### Provided material ###
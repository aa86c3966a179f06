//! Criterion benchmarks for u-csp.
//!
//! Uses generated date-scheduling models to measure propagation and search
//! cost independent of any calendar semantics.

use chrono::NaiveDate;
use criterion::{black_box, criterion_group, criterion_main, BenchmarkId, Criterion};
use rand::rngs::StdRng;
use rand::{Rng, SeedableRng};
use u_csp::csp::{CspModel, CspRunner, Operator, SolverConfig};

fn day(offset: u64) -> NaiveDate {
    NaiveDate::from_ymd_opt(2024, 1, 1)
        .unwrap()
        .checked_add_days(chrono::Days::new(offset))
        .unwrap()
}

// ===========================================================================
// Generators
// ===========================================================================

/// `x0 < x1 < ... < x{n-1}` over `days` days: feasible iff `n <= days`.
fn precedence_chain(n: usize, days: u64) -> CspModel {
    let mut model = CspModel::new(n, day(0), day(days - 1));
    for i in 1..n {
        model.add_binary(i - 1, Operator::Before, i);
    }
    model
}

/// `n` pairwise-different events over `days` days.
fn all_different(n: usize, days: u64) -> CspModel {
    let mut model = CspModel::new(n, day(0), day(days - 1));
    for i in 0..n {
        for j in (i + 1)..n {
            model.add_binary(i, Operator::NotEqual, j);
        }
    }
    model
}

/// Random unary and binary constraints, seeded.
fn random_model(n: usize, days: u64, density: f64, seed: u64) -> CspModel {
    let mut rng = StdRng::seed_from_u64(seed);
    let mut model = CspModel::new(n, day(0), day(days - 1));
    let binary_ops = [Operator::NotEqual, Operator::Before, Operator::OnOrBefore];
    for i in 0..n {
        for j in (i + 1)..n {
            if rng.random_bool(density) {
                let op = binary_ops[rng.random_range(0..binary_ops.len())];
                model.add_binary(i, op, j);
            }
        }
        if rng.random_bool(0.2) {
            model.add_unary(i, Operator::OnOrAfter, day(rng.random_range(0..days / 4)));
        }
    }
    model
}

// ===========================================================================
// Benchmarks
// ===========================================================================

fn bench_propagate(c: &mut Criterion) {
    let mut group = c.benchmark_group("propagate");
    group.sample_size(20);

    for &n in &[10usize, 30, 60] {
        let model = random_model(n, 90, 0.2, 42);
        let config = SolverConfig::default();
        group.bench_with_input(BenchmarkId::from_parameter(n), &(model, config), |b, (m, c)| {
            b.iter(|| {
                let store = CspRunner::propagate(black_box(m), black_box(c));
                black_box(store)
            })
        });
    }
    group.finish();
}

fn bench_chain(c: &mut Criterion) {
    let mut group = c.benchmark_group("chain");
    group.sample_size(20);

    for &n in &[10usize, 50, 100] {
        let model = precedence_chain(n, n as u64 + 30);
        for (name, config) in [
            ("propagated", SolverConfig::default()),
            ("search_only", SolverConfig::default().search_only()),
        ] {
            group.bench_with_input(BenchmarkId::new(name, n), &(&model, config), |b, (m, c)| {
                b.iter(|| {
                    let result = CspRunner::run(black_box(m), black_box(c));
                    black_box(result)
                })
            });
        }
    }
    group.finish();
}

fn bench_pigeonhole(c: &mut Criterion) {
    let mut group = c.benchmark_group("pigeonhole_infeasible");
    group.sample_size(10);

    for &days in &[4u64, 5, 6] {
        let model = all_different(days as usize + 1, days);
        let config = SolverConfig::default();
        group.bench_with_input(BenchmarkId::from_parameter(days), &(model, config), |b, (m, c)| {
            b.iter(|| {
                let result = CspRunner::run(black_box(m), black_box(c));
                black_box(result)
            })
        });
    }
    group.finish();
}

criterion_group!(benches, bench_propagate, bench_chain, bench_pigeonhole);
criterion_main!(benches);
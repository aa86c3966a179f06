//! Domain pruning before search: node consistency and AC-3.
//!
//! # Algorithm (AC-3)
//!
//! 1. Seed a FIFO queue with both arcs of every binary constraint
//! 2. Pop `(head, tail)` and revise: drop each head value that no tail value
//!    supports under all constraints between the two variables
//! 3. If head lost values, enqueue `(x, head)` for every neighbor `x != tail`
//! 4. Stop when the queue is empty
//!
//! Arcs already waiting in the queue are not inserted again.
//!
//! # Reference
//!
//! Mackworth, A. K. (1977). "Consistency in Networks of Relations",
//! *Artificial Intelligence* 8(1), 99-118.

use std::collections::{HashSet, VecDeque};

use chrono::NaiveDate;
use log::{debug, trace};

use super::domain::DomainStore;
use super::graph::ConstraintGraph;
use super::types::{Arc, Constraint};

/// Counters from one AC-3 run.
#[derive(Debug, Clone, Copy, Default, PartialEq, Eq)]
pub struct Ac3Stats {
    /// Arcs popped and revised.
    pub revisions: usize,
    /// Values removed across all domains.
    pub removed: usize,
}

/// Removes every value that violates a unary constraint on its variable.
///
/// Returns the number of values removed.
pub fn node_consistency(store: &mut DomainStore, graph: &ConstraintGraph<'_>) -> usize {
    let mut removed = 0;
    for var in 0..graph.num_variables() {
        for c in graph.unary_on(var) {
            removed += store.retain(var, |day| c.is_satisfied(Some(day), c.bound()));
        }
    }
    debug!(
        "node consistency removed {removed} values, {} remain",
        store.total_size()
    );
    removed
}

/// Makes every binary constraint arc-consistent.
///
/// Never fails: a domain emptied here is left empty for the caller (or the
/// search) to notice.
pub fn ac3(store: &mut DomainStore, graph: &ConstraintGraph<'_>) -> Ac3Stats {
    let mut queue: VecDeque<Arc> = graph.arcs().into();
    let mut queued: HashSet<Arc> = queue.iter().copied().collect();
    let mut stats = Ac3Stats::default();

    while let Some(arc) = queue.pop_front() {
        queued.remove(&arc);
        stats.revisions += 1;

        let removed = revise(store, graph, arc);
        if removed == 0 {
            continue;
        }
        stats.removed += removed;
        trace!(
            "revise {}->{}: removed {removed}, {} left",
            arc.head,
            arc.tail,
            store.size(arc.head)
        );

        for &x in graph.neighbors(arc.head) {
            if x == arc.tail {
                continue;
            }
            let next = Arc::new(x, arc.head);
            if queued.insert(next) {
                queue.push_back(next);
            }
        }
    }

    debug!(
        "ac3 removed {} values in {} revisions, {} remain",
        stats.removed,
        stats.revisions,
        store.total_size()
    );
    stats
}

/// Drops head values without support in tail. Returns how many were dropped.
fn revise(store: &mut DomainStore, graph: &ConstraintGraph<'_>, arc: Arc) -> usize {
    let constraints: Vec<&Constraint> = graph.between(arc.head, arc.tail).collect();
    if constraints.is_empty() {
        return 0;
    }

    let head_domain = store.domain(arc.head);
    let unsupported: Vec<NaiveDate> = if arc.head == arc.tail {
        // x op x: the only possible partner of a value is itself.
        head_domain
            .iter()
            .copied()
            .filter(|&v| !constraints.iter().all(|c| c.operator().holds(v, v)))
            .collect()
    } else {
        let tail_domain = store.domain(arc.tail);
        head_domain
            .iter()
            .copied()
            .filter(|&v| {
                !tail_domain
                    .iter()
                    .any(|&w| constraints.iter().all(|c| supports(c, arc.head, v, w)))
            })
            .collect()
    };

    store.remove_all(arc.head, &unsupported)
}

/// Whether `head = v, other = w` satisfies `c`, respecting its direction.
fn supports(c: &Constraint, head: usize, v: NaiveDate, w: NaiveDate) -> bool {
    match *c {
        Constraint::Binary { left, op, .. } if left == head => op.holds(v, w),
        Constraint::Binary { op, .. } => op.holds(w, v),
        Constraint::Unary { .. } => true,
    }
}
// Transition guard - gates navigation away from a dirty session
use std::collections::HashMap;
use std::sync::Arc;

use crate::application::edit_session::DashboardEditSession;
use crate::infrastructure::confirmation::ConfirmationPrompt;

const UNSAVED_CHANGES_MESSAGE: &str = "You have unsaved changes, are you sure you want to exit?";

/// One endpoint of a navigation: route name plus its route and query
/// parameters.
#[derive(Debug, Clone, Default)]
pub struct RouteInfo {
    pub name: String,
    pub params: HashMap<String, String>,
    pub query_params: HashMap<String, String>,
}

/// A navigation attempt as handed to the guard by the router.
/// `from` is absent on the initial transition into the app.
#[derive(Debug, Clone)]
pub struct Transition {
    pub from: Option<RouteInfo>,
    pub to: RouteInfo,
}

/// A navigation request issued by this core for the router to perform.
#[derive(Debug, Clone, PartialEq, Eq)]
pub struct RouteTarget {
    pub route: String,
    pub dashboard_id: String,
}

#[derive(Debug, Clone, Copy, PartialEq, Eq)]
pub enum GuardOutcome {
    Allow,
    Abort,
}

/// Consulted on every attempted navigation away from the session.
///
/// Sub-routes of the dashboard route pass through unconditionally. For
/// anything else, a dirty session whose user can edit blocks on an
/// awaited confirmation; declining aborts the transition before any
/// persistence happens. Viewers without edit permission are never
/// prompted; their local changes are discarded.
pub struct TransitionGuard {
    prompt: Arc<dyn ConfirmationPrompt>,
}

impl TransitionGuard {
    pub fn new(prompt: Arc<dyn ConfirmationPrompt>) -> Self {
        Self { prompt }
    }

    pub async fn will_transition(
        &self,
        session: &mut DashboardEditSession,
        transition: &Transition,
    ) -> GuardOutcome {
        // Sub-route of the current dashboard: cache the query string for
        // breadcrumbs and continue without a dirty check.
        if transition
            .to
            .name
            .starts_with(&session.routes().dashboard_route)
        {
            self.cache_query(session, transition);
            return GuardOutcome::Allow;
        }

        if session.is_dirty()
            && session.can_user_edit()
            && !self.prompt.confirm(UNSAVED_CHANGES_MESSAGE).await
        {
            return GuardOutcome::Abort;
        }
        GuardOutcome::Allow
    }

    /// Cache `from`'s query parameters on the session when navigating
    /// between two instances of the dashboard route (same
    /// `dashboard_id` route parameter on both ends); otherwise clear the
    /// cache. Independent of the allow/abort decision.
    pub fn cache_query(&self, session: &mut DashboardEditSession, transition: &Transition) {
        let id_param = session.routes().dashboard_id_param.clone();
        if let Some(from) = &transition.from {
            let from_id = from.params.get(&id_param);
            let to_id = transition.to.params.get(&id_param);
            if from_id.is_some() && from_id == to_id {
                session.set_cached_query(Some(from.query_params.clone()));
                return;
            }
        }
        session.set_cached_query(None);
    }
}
###
### Provided material ###
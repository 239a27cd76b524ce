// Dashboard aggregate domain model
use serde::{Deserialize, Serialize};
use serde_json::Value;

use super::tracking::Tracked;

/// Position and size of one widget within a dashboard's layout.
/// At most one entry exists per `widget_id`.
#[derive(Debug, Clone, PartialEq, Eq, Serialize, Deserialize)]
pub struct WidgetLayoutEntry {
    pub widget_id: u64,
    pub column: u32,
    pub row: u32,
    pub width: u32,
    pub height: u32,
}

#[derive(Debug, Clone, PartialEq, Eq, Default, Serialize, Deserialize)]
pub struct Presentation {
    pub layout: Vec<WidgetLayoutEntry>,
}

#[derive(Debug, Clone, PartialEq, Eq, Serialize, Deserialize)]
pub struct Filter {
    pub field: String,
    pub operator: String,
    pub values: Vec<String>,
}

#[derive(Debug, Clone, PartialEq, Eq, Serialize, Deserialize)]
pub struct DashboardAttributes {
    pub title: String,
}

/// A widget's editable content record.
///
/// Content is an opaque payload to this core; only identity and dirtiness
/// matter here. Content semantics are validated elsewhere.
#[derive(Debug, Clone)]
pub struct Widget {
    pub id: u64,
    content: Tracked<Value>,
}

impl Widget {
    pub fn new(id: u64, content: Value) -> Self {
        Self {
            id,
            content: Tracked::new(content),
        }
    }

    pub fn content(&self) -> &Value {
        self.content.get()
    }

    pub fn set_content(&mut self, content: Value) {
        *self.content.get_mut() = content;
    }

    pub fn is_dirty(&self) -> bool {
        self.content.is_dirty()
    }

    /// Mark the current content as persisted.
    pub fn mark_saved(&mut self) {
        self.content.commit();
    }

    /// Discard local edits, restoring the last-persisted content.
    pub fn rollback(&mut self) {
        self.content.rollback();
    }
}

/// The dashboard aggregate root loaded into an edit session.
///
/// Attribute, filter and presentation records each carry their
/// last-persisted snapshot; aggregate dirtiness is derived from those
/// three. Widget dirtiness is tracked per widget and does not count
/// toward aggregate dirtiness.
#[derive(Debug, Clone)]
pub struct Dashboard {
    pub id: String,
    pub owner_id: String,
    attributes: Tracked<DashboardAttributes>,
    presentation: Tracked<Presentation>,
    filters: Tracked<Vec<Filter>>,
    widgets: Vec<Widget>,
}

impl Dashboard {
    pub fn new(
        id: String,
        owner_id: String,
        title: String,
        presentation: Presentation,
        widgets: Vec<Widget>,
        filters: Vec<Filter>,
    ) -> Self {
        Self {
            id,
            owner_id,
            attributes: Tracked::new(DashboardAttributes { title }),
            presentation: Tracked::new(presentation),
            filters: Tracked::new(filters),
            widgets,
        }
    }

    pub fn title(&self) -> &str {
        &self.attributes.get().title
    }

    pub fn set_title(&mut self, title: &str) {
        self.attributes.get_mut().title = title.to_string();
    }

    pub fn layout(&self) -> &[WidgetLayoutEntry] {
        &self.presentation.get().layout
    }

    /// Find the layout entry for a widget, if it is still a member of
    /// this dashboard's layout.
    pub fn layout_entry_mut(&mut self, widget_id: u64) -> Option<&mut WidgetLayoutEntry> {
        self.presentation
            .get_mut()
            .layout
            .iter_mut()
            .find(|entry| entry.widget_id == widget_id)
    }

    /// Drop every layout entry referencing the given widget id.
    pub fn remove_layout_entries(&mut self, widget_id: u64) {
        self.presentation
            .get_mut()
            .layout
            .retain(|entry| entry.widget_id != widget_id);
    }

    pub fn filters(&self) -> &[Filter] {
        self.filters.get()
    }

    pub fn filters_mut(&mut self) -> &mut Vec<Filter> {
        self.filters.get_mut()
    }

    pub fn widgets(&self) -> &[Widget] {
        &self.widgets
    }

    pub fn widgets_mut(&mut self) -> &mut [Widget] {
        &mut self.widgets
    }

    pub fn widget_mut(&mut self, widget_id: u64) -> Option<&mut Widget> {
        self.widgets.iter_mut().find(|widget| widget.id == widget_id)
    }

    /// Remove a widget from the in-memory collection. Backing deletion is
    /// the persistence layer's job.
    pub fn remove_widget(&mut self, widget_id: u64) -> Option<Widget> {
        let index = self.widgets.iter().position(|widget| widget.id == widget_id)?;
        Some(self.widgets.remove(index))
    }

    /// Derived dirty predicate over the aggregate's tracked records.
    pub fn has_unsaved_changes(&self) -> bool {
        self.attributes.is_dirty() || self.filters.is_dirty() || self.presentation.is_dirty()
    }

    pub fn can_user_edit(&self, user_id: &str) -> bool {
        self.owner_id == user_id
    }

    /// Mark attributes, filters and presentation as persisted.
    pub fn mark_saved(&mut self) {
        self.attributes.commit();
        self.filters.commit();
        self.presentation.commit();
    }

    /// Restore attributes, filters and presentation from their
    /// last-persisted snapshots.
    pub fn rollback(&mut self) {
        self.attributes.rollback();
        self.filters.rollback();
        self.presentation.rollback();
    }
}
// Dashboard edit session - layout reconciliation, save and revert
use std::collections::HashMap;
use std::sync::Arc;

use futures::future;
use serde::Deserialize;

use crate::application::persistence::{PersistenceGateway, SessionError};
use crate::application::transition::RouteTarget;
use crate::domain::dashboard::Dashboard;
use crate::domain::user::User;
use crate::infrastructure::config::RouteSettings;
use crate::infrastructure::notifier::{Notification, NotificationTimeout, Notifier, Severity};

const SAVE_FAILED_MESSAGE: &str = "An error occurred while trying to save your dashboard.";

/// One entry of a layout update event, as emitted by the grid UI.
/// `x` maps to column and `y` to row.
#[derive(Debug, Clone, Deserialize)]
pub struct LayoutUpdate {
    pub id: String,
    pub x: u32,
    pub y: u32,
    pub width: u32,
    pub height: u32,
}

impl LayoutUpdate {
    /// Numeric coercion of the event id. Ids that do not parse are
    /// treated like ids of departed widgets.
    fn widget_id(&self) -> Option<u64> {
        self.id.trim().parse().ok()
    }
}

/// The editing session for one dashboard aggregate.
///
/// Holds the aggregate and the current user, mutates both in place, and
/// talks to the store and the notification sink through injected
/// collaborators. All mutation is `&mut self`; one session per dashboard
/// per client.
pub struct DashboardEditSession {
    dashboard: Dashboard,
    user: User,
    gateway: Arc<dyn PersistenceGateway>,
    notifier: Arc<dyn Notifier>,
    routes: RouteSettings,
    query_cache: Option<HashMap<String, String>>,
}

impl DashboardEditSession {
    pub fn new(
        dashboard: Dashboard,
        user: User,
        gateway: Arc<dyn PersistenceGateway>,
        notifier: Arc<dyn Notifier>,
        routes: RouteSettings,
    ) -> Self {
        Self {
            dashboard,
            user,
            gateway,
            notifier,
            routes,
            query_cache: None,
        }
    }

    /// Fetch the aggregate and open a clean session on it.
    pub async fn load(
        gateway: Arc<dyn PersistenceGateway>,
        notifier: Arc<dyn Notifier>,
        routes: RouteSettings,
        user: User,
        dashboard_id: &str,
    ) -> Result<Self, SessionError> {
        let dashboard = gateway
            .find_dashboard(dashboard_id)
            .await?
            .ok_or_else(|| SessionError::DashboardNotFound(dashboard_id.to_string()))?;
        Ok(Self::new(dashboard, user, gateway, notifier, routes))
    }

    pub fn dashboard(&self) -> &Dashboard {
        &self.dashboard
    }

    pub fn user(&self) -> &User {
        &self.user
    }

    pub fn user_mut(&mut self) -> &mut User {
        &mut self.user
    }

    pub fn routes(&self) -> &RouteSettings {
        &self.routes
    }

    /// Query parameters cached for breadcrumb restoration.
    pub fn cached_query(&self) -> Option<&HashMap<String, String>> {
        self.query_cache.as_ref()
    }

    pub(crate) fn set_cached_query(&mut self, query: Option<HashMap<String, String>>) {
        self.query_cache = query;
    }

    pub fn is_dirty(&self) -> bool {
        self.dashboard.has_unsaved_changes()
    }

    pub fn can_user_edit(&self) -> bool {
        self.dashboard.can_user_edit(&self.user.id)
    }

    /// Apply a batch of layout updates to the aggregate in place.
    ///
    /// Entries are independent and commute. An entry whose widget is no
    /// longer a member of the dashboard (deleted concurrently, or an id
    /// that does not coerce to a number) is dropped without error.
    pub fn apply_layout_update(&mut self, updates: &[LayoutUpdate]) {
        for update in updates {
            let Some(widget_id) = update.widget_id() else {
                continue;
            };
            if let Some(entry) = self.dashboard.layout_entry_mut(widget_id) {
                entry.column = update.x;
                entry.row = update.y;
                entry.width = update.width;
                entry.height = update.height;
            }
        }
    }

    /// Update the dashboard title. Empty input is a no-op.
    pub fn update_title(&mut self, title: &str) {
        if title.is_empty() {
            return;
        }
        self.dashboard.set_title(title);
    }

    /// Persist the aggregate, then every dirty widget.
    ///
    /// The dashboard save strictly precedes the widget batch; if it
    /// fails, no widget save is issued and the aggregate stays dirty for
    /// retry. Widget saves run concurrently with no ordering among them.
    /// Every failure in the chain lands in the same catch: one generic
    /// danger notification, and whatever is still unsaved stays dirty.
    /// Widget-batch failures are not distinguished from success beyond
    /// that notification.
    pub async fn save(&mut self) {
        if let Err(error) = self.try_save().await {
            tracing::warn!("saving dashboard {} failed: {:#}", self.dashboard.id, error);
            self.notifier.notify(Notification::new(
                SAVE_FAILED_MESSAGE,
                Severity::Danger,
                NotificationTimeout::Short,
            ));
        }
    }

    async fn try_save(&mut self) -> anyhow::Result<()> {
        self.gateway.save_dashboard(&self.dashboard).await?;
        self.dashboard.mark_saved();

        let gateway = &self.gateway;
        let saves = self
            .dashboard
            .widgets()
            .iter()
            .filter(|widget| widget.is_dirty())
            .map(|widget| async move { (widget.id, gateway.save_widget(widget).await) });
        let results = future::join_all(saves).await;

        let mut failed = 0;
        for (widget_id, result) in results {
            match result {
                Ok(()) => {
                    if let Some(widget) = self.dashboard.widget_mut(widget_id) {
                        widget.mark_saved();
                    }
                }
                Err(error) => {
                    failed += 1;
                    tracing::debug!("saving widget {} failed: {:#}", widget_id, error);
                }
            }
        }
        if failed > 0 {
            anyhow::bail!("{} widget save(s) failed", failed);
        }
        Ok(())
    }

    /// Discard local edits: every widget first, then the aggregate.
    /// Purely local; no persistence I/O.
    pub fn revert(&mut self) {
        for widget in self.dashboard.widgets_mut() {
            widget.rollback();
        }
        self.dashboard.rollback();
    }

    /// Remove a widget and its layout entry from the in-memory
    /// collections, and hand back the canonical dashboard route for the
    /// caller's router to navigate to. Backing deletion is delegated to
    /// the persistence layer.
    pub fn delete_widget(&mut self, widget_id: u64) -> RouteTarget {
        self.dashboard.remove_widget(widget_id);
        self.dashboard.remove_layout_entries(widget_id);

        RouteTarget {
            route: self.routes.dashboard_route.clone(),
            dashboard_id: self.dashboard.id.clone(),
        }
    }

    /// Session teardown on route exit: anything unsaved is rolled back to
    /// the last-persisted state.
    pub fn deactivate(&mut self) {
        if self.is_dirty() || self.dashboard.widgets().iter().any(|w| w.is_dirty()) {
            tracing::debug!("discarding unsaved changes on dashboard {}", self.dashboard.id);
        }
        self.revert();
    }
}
###
### Provided material ###
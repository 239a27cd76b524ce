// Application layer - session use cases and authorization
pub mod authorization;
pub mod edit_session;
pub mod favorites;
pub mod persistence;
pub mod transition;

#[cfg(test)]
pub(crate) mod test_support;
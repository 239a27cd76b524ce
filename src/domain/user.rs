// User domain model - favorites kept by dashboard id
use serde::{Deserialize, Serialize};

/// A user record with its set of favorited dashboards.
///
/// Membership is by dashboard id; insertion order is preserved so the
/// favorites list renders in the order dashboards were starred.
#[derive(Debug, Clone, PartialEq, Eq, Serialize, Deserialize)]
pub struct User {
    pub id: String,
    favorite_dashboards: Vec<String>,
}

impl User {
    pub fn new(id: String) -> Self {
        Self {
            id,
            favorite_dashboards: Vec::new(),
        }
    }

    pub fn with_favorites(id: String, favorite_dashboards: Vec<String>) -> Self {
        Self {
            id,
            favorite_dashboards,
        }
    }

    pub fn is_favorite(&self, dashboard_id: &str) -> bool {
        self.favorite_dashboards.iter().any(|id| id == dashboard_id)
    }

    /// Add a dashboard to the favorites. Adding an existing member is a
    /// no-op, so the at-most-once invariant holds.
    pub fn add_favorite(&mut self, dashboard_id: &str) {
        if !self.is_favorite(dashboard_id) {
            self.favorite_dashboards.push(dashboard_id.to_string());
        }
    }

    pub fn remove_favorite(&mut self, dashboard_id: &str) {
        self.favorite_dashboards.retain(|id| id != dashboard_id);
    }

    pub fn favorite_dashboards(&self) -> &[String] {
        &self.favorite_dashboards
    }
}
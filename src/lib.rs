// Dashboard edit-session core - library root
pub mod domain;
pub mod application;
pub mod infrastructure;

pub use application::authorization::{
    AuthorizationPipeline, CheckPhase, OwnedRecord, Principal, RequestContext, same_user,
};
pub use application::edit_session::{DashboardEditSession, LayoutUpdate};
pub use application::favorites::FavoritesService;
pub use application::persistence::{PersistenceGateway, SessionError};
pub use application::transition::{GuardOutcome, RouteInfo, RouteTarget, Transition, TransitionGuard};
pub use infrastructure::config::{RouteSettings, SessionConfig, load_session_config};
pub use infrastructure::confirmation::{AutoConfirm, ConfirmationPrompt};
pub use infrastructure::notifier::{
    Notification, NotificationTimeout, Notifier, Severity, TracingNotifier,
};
###
→ Assigned task
Everything in the material above from the line that has "arc.head, v, w)))" through the line that has "by the router." must be duplicated exactly, with no other lines given.

→ Answer below
                    .any(|&w| constraints.iter().all(|c| supports(c, arc.head, v, w)))
            })
            .collect()
    };

    store.remove_all(arc.head, &unsupported)
}

/// Whether `head = v, other = w` satisfies `c`, respecting its direction.
fn supports(c: &Constraint, head: usize, v: NaiveDate, w: NaiveDate) -> bool {
    match *c {
        Constraint::Binary { left, op, .. } if left == head => op.holds(v, w),
        Constraint::Binary { op, .. } => op.holds(w, v),
        Constraint::Unary { .. } => true,
    }
}
// Transition guard - gates navigation away from a dirty session
use std::collections::HashMap;
use std::sync::Arc;

use crate::application::edit_session::DashboardEditSession;
use crate::infrastructure::confirmation::ConfirmationPrompt;

const UNSAVED_CHANGES_MESSAGE: &str = "You have unsaved changes, are you sure you want to exit?";

/// One endpoint of a navigation: route name plus its route and query
/// parameters.
#[derive(Debug, Clone, Default)]
pub struct RouteInfo {
    pub name: String,
    pub params: HashMap<String, String>,
    pub query_params: HashMap<String, String>,
}

/// A navigation attempt as handed to the guard by the router.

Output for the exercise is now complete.